### [ACTIVITY]
Look for "let tag = RawTag::NotAvailable" in the records below, then copy that line and every line after it, exactly and with nothing added.

### [Saved data entries]
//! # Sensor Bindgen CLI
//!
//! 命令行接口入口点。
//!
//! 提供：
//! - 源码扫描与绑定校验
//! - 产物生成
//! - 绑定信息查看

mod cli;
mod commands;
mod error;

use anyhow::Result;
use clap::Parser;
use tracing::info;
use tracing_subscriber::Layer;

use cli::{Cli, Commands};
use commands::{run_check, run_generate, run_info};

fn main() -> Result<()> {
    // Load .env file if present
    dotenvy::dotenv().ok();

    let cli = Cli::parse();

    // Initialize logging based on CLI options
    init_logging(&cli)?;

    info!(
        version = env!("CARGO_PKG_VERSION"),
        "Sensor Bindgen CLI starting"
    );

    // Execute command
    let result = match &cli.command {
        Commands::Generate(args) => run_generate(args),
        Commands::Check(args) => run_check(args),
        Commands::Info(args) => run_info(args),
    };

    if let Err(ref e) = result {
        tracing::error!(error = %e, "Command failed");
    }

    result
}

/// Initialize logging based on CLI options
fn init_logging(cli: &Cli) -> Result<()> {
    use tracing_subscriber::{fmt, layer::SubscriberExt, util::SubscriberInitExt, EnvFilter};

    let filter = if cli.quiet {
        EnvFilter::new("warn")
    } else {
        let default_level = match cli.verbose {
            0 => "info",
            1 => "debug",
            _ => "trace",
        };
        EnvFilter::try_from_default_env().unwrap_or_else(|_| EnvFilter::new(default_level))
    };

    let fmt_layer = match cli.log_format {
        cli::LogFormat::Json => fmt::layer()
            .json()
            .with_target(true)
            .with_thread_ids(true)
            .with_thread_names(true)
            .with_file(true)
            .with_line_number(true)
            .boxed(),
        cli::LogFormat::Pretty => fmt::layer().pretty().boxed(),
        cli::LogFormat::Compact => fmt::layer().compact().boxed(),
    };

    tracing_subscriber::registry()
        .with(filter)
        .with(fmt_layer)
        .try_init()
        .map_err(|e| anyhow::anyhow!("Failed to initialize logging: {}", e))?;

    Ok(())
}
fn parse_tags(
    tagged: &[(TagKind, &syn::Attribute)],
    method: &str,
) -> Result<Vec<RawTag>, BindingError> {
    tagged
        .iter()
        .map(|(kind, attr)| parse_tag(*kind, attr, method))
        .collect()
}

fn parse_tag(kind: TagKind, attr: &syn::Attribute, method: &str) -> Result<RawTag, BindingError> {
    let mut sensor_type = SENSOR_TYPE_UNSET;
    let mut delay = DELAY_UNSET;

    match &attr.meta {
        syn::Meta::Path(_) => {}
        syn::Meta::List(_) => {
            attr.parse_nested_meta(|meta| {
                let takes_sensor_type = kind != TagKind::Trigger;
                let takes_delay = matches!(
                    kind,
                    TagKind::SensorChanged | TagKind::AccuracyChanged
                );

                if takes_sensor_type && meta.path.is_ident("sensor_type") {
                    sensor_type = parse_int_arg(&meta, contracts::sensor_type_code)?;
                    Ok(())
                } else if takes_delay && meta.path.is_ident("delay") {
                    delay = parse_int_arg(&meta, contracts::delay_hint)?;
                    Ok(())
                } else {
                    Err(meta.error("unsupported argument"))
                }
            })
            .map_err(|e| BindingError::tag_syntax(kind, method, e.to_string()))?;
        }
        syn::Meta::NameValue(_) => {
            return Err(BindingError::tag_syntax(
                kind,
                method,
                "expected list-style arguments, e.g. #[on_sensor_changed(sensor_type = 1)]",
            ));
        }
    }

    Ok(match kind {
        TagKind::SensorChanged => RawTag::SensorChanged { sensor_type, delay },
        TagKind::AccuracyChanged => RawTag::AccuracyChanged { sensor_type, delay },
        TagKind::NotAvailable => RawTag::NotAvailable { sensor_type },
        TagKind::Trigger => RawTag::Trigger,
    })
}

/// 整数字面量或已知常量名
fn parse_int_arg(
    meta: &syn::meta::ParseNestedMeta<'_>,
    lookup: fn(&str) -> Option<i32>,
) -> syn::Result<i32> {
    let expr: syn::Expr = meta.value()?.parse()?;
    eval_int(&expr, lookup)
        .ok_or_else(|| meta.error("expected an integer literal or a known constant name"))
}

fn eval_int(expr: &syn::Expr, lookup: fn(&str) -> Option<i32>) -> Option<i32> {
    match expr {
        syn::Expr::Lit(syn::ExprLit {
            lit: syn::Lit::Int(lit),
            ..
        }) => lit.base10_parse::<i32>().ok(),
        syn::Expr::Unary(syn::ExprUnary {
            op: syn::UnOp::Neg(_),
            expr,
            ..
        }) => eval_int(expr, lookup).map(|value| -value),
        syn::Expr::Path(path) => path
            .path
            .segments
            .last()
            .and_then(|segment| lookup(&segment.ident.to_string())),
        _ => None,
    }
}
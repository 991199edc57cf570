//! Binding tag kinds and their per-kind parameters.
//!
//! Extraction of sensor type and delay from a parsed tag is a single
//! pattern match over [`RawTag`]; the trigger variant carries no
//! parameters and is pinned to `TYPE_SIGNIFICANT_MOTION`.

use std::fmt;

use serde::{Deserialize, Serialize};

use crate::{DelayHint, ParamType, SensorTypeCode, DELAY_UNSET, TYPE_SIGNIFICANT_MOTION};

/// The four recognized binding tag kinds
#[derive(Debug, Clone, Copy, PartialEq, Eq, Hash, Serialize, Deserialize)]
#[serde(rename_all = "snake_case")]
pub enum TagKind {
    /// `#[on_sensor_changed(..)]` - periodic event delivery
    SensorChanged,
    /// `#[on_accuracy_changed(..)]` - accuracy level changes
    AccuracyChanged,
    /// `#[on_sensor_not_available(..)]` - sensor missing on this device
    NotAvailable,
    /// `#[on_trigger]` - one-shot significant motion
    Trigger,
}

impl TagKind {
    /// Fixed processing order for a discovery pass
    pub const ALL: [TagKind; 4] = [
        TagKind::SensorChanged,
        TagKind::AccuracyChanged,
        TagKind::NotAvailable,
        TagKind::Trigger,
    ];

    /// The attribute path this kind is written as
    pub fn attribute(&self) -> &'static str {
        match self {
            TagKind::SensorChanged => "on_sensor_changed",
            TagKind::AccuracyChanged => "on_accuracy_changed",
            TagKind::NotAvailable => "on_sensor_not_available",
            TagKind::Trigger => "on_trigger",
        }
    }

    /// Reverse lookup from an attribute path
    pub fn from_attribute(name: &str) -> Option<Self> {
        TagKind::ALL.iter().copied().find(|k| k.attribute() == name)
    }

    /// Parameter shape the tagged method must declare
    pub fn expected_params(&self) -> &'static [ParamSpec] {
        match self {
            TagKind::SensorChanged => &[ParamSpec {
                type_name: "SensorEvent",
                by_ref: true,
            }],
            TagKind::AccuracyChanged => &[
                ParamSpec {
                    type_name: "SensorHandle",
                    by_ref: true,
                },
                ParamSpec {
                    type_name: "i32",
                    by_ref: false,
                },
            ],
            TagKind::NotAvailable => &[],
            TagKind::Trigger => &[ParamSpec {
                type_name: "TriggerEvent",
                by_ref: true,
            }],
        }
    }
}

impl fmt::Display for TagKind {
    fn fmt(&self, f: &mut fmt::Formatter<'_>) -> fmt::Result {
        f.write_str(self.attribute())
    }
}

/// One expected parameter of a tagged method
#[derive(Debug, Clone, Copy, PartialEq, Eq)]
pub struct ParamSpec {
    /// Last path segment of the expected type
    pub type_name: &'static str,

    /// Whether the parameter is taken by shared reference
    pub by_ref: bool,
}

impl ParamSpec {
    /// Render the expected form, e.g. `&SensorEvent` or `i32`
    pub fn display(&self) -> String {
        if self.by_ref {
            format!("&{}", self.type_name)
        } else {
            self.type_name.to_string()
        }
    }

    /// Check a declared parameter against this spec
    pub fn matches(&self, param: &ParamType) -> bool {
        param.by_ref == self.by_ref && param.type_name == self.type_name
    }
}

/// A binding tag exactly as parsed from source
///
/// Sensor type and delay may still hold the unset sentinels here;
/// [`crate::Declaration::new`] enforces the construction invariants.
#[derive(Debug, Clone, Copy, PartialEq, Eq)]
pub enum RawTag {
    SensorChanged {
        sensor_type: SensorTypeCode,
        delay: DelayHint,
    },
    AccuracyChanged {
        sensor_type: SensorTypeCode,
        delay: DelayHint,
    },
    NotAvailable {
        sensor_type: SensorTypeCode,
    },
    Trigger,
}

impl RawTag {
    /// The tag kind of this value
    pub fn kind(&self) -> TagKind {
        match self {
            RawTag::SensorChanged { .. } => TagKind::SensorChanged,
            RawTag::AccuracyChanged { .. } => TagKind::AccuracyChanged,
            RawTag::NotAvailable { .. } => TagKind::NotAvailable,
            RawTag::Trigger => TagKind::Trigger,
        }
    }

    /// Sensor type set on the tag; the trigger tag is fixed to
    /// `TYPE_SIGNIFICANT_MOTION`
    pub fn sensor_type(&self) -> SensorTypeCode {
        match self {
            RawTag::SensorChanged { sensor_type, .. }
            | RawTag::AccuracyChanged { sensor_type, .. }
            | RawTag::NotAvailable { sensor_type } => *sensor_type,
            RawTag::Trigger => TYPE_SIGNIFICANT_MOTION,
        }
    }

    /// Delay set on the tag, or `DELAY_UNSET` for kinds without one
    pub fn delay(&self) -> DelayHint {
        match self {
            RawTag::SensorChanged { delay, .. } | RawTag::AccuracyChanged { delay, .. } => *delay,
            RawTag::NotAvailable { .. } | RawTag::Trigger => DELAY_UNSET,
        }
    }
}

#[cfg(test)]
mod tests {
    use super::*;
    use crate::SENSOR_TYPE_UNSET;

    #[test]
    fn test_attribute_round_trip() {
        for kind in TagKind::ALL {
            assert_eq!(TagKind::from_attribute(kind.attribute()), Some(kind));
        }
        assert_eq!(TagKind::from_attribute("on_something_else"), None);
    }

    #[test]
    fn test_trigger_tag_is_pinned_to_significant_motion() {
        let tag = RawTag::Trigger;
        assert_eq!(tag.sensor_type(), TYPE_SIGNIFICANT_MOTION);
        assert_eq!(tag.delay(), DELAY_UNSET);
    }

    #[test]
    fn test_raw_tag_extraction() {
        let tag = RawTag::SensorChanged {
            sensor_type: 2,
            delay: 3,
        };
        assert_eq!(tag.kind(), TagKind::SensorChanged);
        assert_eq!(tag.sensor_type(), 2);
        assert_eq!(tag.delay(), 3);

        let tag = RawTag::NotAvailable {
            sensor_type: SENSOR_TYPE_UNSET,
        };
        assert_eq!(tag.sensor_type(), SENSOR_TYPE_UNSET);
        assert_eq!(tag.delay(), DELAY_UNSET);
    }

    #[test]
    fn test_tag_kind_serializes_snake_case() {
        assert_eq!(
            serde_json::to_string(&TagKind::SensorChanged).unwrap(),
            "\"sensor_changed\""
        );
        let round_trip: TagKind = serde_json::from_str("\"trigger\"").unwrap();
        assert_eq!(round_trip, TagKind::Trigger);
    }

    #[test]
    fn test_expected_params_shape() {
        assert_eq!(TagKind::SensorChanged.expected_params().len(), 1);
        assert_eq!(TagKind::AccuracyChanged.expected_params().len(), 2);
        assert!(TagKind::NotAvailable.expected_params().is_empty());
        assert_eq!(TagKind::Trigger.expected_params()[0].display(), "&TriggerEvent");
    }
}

### [WORKED SOLUTION]
        let tag = RawTag::NotAvailable {
            sensor_type: SENSOR_TYPE_UNSET,
        };
        assert_eq!(tag.sensor_type(), SENSOR_TYPE_UNSET);
        assert_eq!(tag.delay(), DELAY_UNSET);
    }

    #[test]
    fn test_tag_kind_serializes_snake_case() {
        assert_eq!(
            serde_json::to_string(&TagKind::SensorChanged).unwrap(),
            "\"sensor_changed\""
        );
        let round_trip: TagKind = serde_json::from_str("\"trigger\"").unwrap();
        assert_eq!(round_trip, TagKind::Trigger);
    }

    #[test]
    fn test_expected_params_shape() {
        assert_eq!(TagKind::SensorChanged.expected_params().len(), 1);
        assert_eq!(TagKind::AccuracyChanged.expected_params().len(), 2);
        assert!(TagKind::NotAvailable.expected_params().is_empty());
        assert_eq!(TagKind::Trigger.expected_params()[0].display(), "&TriggerEvent");
    }
}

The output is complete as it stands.